Might this man also have a secret heart of gold underneath his gruff and cranky exterior? Might the reason this man is SOOO curmudgeonly have something to do with his own history of being treated as "less than" by others? I think you know the answer to that!
Paul is tapped to stay on campus over Christmas break to essentially babysit the "holdovers"--the group of students who, for various reasons, are not going home for Christmas. This includes Angus Tully (brand new to the screen and already a star, Dominic Sessa, truly a revelation in this role), a rich, smart, arrogant kid who was originally scheduled to go on a luxury vacation to Saint Kitts with his mom and stepdad, only for said mom and stepdad to cancel the vacation at the last minute to go on a belated honeymoon instead, leaving Angus high and dry at Barton. In the care of his sworn nemesis, Professor Hunham.
There are other boys left behind too, but they all end up getting permission to leave with one kid's dad to go on a ski trip. Of course, Angus' parents can't be reached to give their permission, so he is stuck with Paul as well as Barton's cafeteria manager, Mary Lamb (Da'Vine Joy Randolph, wonderful in this role), who is mourning the loss of her son who died in Vietnam. What a jolly bunch these three make!
The thing is, you know what's going to happen in The Holdovers. Paul, Mary, and Angus are three very lonely misfits who have been "left behind" not just at the school but in life. To me, Mary represents the loneliness of grief, Angus represents the loneliness of anger, and Paul represents the loneliness of bitterness.

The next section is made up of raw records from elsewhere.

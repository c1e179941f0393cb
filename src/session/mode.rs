//! Session initialization modes.

use std::fmt;

use crate::config::KEY_LEN;

/// The hashing mode a session was initialized with.
///
/// Key material lives in its variant, so a keyed session always has a key
/// and a standard session never does.
#[derive(Clone)]
pub enum Mode {
    /// Plain hashing.
    Standard,
    /// Keyed hashing (MAC-like) with a 32-byte key.
    Keyed {
        /// The secret key.
        key: [u8; KEY_LEN],
    },
    /// Key derivation under a domain-separating context string.
    DeriveKey {
        /// The context string, never empty.
        context: String,
    },
}

impl Mode {
    /// Returns a short name for the mode, safe to log.
    pub fn name(&self) -> &'static str {
        match self {
            Mode::Standard => "standard",
            Mode::Keyed { .. } => "keyed",
            Mode::DeriveKey { .. } => "derive_key",
        }
    }
}

impl PartialEq for Mode {
    fn eq(&self, other: &Self) -> bool {
        match (self, other) {
            (Mode::Standard, Mode::Standard) => true,
            // blake3::Hash compares in constant time
            (Mode::Keyed { key: a }, Mode::Keyed { key: b }) => {
                blake3::Hash::from(*a) == blake3::Hash::from(*b)
            }
            (Mode::DeriveKey { context: a }, Mode::DeriveKey { context: b }) => a == b,
            _ => false,
        }
    }
}

impl Eq for Mode {}

impl fmt::Debug for Mode {
    fn fmt(&self, f: &mut fmt::Formatter<'_>) -> fmt::Result {
        match self {
            Mode::Standard => f.write_str("Standard"),
            Mode::Keyed { .. } => f.debug_struct("Keyed").finish_non_exhaustive(),
            Mode::DeriveKey { context } => f
                .debug_struct("DeriveKey")
                .field("context", context)
                .finish(),
        }
    }
}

And while we can tell that Mary will be ok--she is still open to connecting with others and still has a sense of humor despite her enormous loss--we're not so sure about Paul and Angus. Angus is young, but presumably on the path towards becoming a man like Paul: a man who has whittled down his life and dreams into the bare minimum because to hope for more would be too hurtful to bear.
As Angus and Paul get to know each other over the course of the Christmas break that wasn't, they begin to lower their defenses and see the commonalities between them. If I'm being a little vague, it's because I don't want to give anything away which would diminish the emotional impact of watching The Holdovers without knowing all the details. Trust me, it's good. You can take my word on that. And you WILL probably cry, so have the tissues nearby.
But the movie is a tearjerker in the best way possible: it's cathartic. It's filled with love and hope without being schmaltzy or sentimental. It's about how broken people can heal each others' broken parts. It's also a really funny movie with immaculate vintage vibes. It's kind of like if Harold and Maude and Rushmore smoked a little weed (just a little) and then had a baby together. That baby would be The Holdovers.
There's not much else to say. If you haven't seen The Holdovers yet, I really, really, really recommend it. It's a rare movie that I think most people who watch it will like, if not love, and find something within it that resonates.